Work task. The entries that follow include a run beginning at the line with "Go source files." and ending at the line with "mark is ignored."; restate that run word for word and leave the rest out.

Data extract.
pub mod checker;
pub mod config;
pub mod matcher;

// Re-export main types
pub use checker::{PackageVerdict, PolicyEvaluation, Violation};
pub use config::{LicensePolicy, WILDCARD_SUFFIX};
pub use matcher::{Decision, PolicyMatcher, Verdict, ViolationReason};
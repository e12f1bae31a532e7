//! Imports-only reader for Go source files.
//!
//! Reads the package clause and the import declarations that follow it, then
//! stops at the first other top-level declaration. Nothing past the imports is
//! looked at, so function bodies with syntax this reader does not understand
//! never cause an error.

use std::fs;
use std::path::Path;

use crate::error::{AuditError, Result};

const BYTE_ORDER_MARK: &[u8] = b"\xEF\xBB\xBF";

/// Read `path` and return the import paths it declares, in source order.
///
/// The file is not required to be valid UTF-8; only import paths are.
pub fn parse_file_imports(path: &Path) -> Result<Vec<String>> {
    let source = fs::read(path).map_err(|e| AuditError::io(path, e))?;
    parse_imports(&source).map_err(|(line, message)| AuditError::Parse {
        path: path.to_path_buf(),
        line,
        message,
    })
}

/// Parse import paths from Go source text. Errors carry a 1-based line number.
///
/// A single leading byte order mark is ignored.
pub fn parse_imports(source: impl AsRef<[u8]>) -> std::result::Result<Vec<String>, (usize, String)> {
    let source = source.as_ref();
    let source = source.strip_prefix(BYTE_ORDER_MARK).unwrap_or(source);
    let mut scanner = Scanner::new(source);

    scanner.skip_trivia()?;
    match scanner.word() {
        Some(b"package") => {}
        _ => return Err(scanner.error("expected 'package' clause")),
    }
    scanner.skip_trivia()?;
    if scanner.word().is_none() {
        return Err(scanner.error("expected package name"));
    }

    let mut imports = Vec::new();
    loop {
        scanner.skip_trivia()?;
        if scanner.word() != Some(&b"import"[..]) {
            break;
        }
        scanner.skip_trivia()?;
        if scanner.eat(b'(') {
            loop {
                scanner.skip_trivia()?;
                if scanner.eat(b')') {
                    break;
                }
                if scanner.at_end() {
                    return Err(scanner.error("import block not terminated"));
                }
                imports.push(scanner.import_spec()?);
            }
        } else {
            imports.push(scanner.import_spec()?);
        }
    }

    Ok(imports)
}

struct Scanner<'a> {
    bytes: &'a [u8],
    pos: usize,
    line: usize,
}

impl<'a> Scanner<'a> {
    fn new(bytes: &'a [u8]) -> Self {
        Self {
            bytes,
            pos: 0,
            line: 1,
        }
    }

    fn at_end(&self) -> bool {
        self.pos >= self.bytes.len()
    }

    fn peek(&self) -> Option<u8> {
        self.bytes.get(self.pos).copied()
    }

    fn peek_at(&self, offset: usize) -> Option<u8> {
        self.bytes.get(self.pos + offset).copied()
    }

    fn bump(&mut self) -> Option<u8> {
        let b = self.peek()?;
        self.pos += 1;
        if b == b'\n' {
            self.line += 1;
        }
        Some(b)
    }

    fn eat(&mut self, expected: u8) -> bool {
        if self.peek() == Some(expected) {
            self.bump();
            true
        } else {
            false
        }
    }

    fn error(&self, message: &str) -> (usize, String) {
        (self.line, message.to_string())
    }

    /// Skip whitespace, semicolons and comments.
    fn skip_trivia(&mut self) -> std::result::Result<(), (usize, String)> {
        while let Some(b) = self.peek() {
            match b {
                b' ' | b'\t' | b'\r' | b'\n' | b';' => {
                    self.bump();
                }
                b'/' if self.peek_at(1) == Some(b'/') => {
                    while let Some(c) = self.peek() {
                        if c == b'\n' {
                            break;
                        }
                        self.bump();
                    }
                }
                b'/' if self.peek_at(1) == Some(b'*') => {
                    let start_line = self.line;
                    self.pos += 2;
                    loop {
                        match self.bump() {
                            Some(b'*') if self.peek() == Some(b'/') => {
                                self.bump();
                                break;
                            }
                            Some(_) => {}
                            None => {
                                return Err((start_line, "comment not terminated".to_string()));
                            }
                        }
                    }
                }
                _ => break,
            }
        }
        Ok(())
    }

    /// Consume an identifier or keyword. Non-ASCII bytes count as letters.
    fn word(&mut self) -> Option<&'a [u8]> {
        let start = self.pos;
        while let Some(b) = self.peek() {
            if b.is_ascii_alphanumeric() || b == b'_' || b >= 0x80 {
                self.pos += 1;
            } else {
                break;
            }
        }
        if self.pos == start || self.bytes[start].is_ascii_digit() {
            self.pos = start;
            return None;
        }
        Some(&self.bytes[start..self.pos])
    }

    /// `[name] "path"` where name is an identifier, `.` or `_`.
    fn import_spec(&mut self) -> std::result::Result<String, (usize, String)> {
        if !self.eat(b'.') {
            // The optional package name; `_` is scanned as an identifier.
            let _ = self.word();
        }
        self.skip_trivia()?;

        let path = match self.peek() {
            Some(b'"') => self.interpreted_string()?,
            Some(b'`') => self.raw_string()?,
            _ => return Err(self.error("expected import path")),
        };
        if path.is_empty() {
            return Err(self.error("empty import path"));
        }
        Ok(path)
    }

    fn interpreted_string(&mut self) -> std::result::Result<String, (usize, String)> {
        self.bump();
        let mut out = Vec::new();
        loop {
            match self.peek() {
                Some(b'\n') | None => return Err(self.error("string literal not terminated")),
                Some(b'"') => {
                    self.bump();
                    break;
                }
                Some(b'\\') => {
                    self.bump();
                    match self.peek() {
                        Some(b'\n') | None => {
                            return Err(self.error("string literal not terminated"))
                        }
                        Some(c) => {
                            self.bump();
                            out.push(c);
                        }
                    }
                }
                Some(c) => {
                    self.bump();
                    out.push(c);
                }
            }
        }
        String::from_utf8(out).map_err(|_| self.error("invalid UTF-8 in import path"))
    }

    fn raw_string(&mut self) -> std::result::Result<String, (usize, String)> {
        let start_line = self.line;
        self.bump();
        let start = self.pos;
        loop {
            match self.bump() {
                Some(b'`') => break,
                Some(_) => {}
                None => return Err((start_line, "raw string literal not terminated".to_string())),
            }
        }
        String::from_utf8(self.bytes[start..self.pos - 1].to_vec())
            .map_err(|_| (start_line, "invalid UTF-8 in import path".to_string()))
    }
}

Answer to this exercise.
//! Imports-only reader for Go source files.
//!
//! Reads the package clause and the import declarations that follow it, then
//! stops at the first other top-level declaration. Nothing past the imports is
//! looked at, so function bodies with syntax this reader does not understand
//! never cause an error.

use std::fs;
use std::path::Path;

use crate::error::{AuditError, Result};

const BYTE_ORDER_MARK: &[u8] = b"\xEF\xBB\xBF";

/// Read `path` and return the import paths it declares, in source order.
///
/// The file is not required to be valid UTF-8; only import paths are.
pub fn parse_file_imports(path: &Path) -> Result<Vec<String>> {
    let source = fs::read(path).map_err(|e| AuditError::io(path, e))?;
    parse_imports(&source).map_err(|(line, message)| AuditError::Parse {
        path: path.to_path_buf(),
        line,
        message,
    })
}

/// Parse import paths from Go source text. Errors carry a 1-based line number.
///
/// A single leading byte order mark is ignored.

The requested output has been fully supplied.